Harris’s atheism, unfortunately, suffers from the same biblical literalism that gave birth to Young Earth Creationism, the proposal of “Intelligent Design” as an alternative to Darwin’s theory of evolution, the Westboro Baptist Church, and many a whacky millenarian cults out there. Those who take the Bible seriously do not take it literally. Bishop Robert Barron once said that the Bible should not be considered as one book, but a library filled with books of different genres. Thus, the question of “Do you take the Bible literally?” is as serious as “Do you go into a library and take every book literally?” And therefore, Sam Harris may be as fundamentalist in his atheism as the Evangelicals and Muslims he criticizes in The End of Faith. Here’s Andrew Sullivan again:
The essential claim of the fundamentalist is that he knows the truth…For the fundamentalist, there is not a category of things called facts and a separate category called values. The values of the fundamentalist are facts. God has revealed them in a book that is inerrant, whether that book is the Bible or the Koran; or he has entrusted them to a hierarchy whose interpretation of scripture and tradition and history and nature is authoritative and even, in some cases, literally infallible.
These words, included in his 2006 book The Conservative Soul: Fundamentalism, Freedom, and the Future of the Right. Upon its publication, Sullivan was essentially blacklisted by the conservative establishment of the time, making him an example of a modern-day Galileo. George W. Bush may be a decent man, but he presided over a party of fundamentalists, from the neocons who are dead set on the legitimacy of the Iraq cause to the Moral Majority who are desperate to prove (Evangelical) Christianity superior to Islam and secularism.
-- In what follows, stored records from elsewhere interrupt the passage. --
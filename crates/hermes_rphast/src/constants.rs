use crate::weighting::{Cost, Weight};

pub const INVALID_NODE: usize = usize::MAX;
pub const UNRANKED: usize = usize::MAX;

pub(crate) const MAX_WEIGHT: Weight = u32::MAX;

/// Cost of a node or matrix slot that has not been reached
pub const INFINITE_COST: Cost = u64::MAX;

/// Written into every matrix cell that has no route, unless configured otherwise
pub const DEFAULT_EMPTY_VALUE: f64 = -1.0;

pub(crate) const MILLISECONDS_IN_SECOND: f64 = 1000.0;

/// Bumped whenever the layout of a persisted hierarchy changes
pub(crate) const CH_STORAGE_VERSION: u32 = 1;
Irving Kristol and Michael Oakeshott may disagree on many things, but they both believe that conservatism, whether it is American or British, is a persuasion and not an ideology. This allows both of them to be free and pragmatic thinkers, as they are not wedded to any ideology, all the while being constantly vigilant of the passions of both the rulers and the ruled. Andrew Sullivan embodies both of these great minds in his writings and commentary, proving that there is always room for doubt in conservatism.